Cuando los dirigentes políticos de un país se ven obligados a tomar decisiones que podrían costarles votos, siempre les resulta muy tentador tratar de exportar el problema, esforzándose por hacer creer que ellos también son víctimas de la maldad foránea y que serían mucho más generosos si no tuvieran que complacer a un gobierno extranjero. En Grecia, tanto los representantes opositores y oficialistas disidentes como los líderes sindicales insisten en que la crisis económica que está experimentando su país no se debe a sus propios errores sino a las presiones inhumanas de los alemanes. Asimismo, en Alemania, los reacios a aceptar la lógica de una unión monetaria que obligaría a los miembros solventes a ayudar a quienes no lo son, atribuyen la crisis a la haraganería y deshonestidad de todos los griegos, de tal modo disculpándose por medidas que golpearán con dureza a millones de personas que no han contribuido a poner su país al borde mismo de la bancarrota.

Tal y como ha sucedido con frecuencia en nuestro país, muchos dirigentes griegos –y sus homólogos de otros países del sur europeo– afirman que tienen que procurar impulsar medidas drásticas porque de otro modo no les sería dado apaciguar a los acreedores, pero a la larga convendría mucho más que explicaran que en el fondo se trata de reformar sus respectivas economías para que sean más productivas y por lo tanto capaces de asegurar a quienes dependen de su desempeño un nivel de vida más elevado. En la actualidad, no están en condiciones de hacerlo por motivos que tienen muy poco que ver con la dureza de Angela Merkel o la arbitrariedad de los mercados. En la raíz de la crisis del sur de la Eurozona están, entre otras cosas, un orden sociopolítico de características corporativistas, cierta resistencia a la investigación científica y la innovación tecnológica, burocracias estatales superpobladas y mercados laborales rígidos defendidos por sindicatos que se preocupan mucho menos por la exclusión de los jóvenes que por los riesgos enfrentados por quienes ya cuentan con empleos estables.
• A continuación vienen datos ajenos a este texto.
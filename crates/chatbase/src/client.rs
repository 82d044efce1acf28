// Copyright (c) 2025 Geoffrey Huntley <ghuntley@ghuntley.com>. All rights reserved.
// SPDX-License-Identifier: Proprietary

//! Chatbase client: builds records, then sends or pools them.

use std::convert::identity;
use std::future::Future;
use std::sync::atomic::{AtomicBool, Ordering};
use std::sync::Arc;
use std::time::Duration;

use chatbase_core::{
	Click, Event, EventBuilder, Message, MessageBuilder, MessageId, Record, UserId,
};
use tracing::{debug, error, info};

use crate::codec::JsonCodec;
use crate::config::{
	ClientConfig, Dispatch, Endpoints, JsonFormat, OverflowPolicy, PoolConfig, RegisterOptions,
};
use crate::dispatch::Dispatcher;
use crate::error::{ChatbaseError, Result};
use crate::pool::{BatchSender, Pool};
use crate::task::{Outcome, TaskHandle};
use crate::transport::{HttpTransport, Transport};

/// Builder for constructing a [`Chatbase`] client.
pub struct ChatbaseBuilder {
	api_key: Option<String>,
	platform: Option<String>,
	pool_size: usize,
	pool_config: PoolConfig,
	config: ClientConfig,
	transport: Option<Arc<dyn Transport>>,
}

impl ChatbaseBuilder {
	/// Creates a new builder with default settings and pooling disabled.
	pub fn new() -> Self {
		Self {
			api_key: None,
			platform: None,
			pool_size: 0,
			pool_config: PoolConfig::default(),
			config: ClientConfig::default(),
			transport: None,
		}
	}

	/// Sets the bot's API key.
	pub fn api_key(mut self, api_key: impl Into<String>) -> Self {
		self.api_key = Some(api_key.into());
		self
	}

	/// Sets the platform messages and clicks are attributed to.
	///
	/// Example: `Telegram`, `Slack`, `Web`, or a custom name.
	pub fn platform(mut self, platform: impl Into<String>) -> Self {
		self.platform = Some(platform.into());
		self
	}

	/// Enables message pooling with the given flush threshold. `0` disables it.
	pub fn pool_size(mut self, size: usize) -> Self {
		self.pool_size = size;
		self
	}

	/// Enables message pooling with a full pool configuration.
	pub fn pool(mut self, config: PoolConfig) -> Self {
		self.pool_size = config.capacity;
		self.pool_config = config;
		self
	}

	/// Sets how often the pool checks whether to flush.
	pub fn flush_interval(mut self, interval: Duration) -> Self {
		self.pool_config.flush_interval = interval;
		self
	}

	/// Bounds the pool's queue.
	pub fn max_queue_size(mut self, max: usize, overflow: OverflowPolicy) -> Self {
		self.pool_config.max_queue_size = Some(max);
		self.pool_config.overflow = overflow;
		self
	}

	/// Spawns every registration in the background unless a call overrides it.
	pub fn task_mode(mut self, enabled: bool) -> Self {
		self.config.task_mode = enabled;
		self
	}

	/// Sets the HTTP request timeout.
	pub fn request_timeout(mut self, timeout: Duration) -> Self {
		self.config.request_timeout = timeout;
		self
	}

	pub fn endpoints(mut self, endpoints: Endpoints) -> Self {
		self.config.endpoints = endpoints;
		self
	}

	/// Points every endpoint at `base_url`, e.g. a proxy.
	pub fn base_url(self, base_url: &str) -> Self {
		self.endpoints(Endpoints::from_base_url(base_url))
	}

	pub fn json_format(mut self, format: JsonFormat) -> Self {
		self.config.json_format = format;
		self
	}

	/// Replaces the HTTP transport. `request_timeout` is ignored when set.
	pub fn transport(mut self, transport: Arc<dyn Transport>) -> Self {
		self.transport = Some(transport);
		self
	}

	/// Builds the client.
	///
	/// With pooling enabled this starts the pool's background loop and must be
	/// called from within a tokio runtime.
	pub fn build(self) -> Result<Chatbase> {
		let api_key = self
			.api_key
			.filter(|k| !k.is_empty())
			.ok_or(ChatbaseError::MissingApiKey)?;
		let platform = self
			.platform
			.filter(|p| !p.is_empty())
			.ok_or(ChatbaseError::MissingPlatform)?;

		let mut config = self.config;
		config.pool = (self.pool_size > 0).then(|| PoolConfig {
			capacity: self.pool_size,
			..self.pool_config
		});

		let transport = match self.transport {
			Some(transport) => transport,
			None => Arc::new(HttpTransport::new(config.request_timeout)?),
		};

		let dispatcher = Arc::new(Dispatcher::new(
			api_key,
			config.endpoints.clone(),
			JsonCodec::new(config.json_format),
			transport,
		));

		let pool = match &config.pool {
			Some(pool_config) => {
				let sender: Arc<dyn BatchSender> = dispatcher.clone();
				Some(Pool::start(pool_config.clone(), sender)?)
			}
			None => None,
		};

		info!(
			platform = %platform,
			pooled = pool.is_some(),
			task_mode = config.task_mode,
			"Chatbase client initialized"
		);

		Ok(Chatbase {
			inner: Arc::new(ChatbaseInner {
				platform,
				config,
				dispatcher,
				pool,
				closed: AtomicBool::new(false),
			}),
		})
	}
}

impl Default for ChatbaseBuilder {
	fn default() -> Self {
		Self::new()
	}
}

struct ChatbaseInner {
	platform: String,
	config: ClientConfig,
	dispatcher: Arc<Dispatcher>,
	pool: Option<Pool>,
	closed: AtomicBool,
}

/// The API's answer to a generic [`Chatbase::register`] call.
#[derive(Debug, Clone, PartialEq, Eq)]
pub enum Receipt {
	Message(MessageId),
	Click(bool),
	Event(bool),
}

/// Client for registering messages, clicks and events with Chatbase.
///
/// # Example
///
/// ```ignore
/// use chatbase::Chatbase;
///
/// let cb = Chatbase::builder()
///     .api_key("your-api-key")
///     .platform("Telegram")
///     .build()?;
///
/// let msg = cb.prepare_message("123456").intent("greeting").build();
/// let id = cb.register_message(msg).await?.resolve().await?;
///
/// cb.close().await?;
/// ```
#[derive(Clone)]
pub struct Chatbase {
	inner: Arc<ChatbaseInner>,
}

impl Chatbase {
	/// Creates a new builder for constructing a client.
	pub fn builder() -> ChatbaseBuilder {
		ChatbaseBuilder::new()
	}

	/// Creates a client with default settings.
	pub fn new(api_key: impl Into<String>, platform: impl Into<String>) -> Result<Self> {
		Self::builder().api_key(api_key).platform(platform).build()
	}

	pub fn platform(&self) -> &str {
		&self.inner.platform
	}

	pub fn config(&self) -> &ClientConfig {
		&self.inner.config
	}

	/// Returns the message pool, if pooling is enabled.
	pub fn pool(&self) -> Option<&Pool> {
		self.inner.pool.as_ref()
	}

	/// Starts a user message on this client's platform.
	pub fn prepare_message(&self, user_id: impl Into<UserId>) -> MessageBuilder {
		Message::builder(user_id, self.inner.platform.clone())
	}

	/// Creates a click on this client's platform.
	pub fn prepare_click(&self, url: impl Into<String>) -> Click {
		Click::new(url, self.inner.platform.clone())
	}

	/// Starts an event on this client's platform.
	pub fn prepare_event(&self, user_id: impl Into<UserId>, intent: impl Into<String>) -> EventBuilder {
		Event::builder(user_id, intent).platform(self.inner.platform.clone())
	}

	/// Registers a message using the client's defaults.
	pub async fn register_message(&self, message: Message) -> Result<Outcome<MessageId>> {
		self.register_message_with(message, RegisterOptions::default())
			.await
	}

	/// Registers a message.
	///
	/// With pooling enabled (and not bypassed) the message is queued and
	/// `Outcome::Pooled` is returned; validation then happens at flush time.
	/// Otherwise the message is validated and sent.
	pub async fn register_message_with(
		&self,
		message: Message,
		options: RegisterOptions,
	) -> Result<Outcome<MessageId>> {
		self.submit_message(message, options, identity).await
	}

	/// Registers several messages in one request, bypassing the pool.
	///
	/// Every message is validated first; one invalid message fails the call
	/// before anything is sent.
	pub async fn register_messages(
		&self,
		messages: Vec<Message>,
		dispatch: Dispatch,
	) -> Result<Outcome<Vec<MessageId>>> {
		self.check_closed()?;

		for message in &messages {
			message.validate()?;
		}

		self.dispatch(dispatch, move |d| async move {
			d.send_messages(&messages).await
		})
		.await
	}

	/// Registers a link click using the client's defaults.
	pub async fn register_click(&self, click: Click) -> Result<Outcome<bool>> {
		self.register_click_with(click, Dispatch::default()).await
	}

	/// Registers a link click. Clicks are never pooled.
	pub async fn register_click_with(&self, click: Click, dispatch: Dispatch) -> Result<Outcome<bool>> {
		self.submit_click(click, dispatch, identity).await
	}

	/// Registers an event using the client's defaults.
	pub async fn register_event(&self, event: Event) -> Result<Outcome<bool>> {
		self.register_event_with(event, Dispatch::default()).await
	}

	/// Registers an event. Events are never pooled.
	pub async fn register_event_with(&self, event: Event, dispatch: Dispatch) -> Result<Outcome<bool>> {
		self.submit_event(event, dispatch, identity).await
	}

	/// Registers any record, routing it like the typed methods do.
	///
	/// A spawned registration hands back the handle of the task doing the send,
	/// so aborting it cancels the request itself.
	pub async fn register(&self, record: Record, options: RegisterOptions) -> Result<Outcome<Receipt>> {
		match record {
			Record::Message(message) => {
				self.submit_message(message, options, Receipt::Message)
					.await
			}
			Record::Click(click) => {
				self.submit_click(click, options.dispatch, Receipt::Click)
					.await
			}
			Record::Event(event) => {
				self.submit_event(event, options.dispatch, Receipt::Event)
					.await
			}
		}
	}

	/// Flushes the pool now. Returns no ids when pooling is disabled.
	pub async fn flush(&self) -> Result<Vec<MessageId>> {
		match &self.inner.pool {
			Some(pool) => pool.flush().await,
			None => Ok(Vec::new()),
		}
	}

	/// Closes the pool (sending any queued messages) and releases the transport.
	///
	/// Idempotent. The transport is released even if the final flush fails; the
	/// flush error is still returned.
	pub async fn close(&self) -> Result<()> {
		if self.inner.closed.swap(true, Ordering::SeqCst) {
			return Ok(());
		}

		let pool_result = match &self.inner.pool {
			Some(pool) => pool.close().await,
			None => Ok(()),
		};
		if let Err(e) = &pool_result {
			error!(error = %e, "Failed to flush message pool during close");
		}

		self.inner.dispatcher.close().await;

		info!("Chatbase client closed");
		pool_result
	}

	/// Returns true if the client has been closed.
	pub fn is_closed(&self) -> bool {
		self.inner.closed.load(Ordering::SeqCst)
	}

	fn check_closed(&self) -> Result<()> {
		if self.inner.closed.load(Ordering::SeqCst) {
			return Err(ChatbaseError::ClientShutdown);
		}
		Ok(())
	}

	async fn submit_message<T, W>(
		&self,
		message: Message,
		options: RegisterOptions,
		wrap: W,
	) -> Result<Outcome<T>>
	where
		T: Send + 'static,
		W: FnOnce(MessageId) -> T + Send + 'static,
	{
		self.check_closed()?;

		if !options.bypass_pool {
			if let Some(pool) = &self.inner.pool {
				debug!(user_id = %message.user_id(), "Queueing message in pool");
				pool.enqueue(message).await?;
				return Ok(Outcome::Pooled);
			}
		}

		message.validate()?;
		self.dispatch(options.dispatch, move |d| async move {
			d.send_message(&message).await.map(wrap)
		})
		.await
	}

	async fn submit_click<T, W>(&self, click: Click, dispatch: Dispatch, wrap: W) -> Result<Outcome<T>>
	where
		T: Send + 'static,
		W: FnOnce(bool) -> T + Send + 'static,
	{
		self.check_closed()?;
		self.dispatch(dispatch, move |d| async move {
			d.send_click(&click).await.map(wrap)
		})
		.await
	}

	async fn submit_event<T, W>(&self, event: Event, dispatch: Dispatch, wrap: W) -> Result<Outcome<T>>
	where
		T: Send + 'static,
		W: FnOnce(bool) -> T + Send + 'static,
	{
		self.check_closed()?;
		self.dispatch(dispatch, move |d| async move {
			d.send_event(&event).await.map(wrap)
		})
		.await
	}

	/// Runs `op` inline or as a spawned task.
	///
	/// Resolution order: the per-call `dispatch`, then the client's `task_mode`.
	async fn dispatch<T, F, Fut>(&self, dispatch: Dispatch, op: F) -> Result<Outcome<T>>
	where
		T: Send + 'static,
		F: FnOnce(Arc<Dispatcher>) -> Fut,
		Fut: Future<Output = Result<T>> + Send + 'static,
	{
		let future = op(Arc::clone(&self.inner.dispatcher));
		if dispatch.resolve(self.inner.config.task_mode) {
			Ok(Outcome::Spawned(TaskHandle::spawn(future)))
		} else {
			future.await.map(Outcome::Completed)
		}
	}
}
Por algunos años, los créditos fáciles posibilitados por la introducción del euro y por la ilusión de que en última instancia los alemanes se encargarían de solucionar cualquier déficit que se produjera, hicieron creer a los griegos, italianos, españoles y portugueses que no les sería necesario emprender reformas estructurales, pero aquel período de bonanza llegó a su fin hace más de tres años.

Por desgracia, los únicos que aprovecharon los años gordos para llevar a cabo cambios significantes fueron los alemanes cuando, para extrañeza de muchos, el gobierno del socialdemócrata Gerhard Schröder, preocupado por la competencia asiática, se concentró en reducir los costos productivos, de ahí la brecha de competitividad creciente que los separa de sus socios sureños que, mal que les pese, tendrán que hacer lo mismo en circunstancias decididamente más difíciles.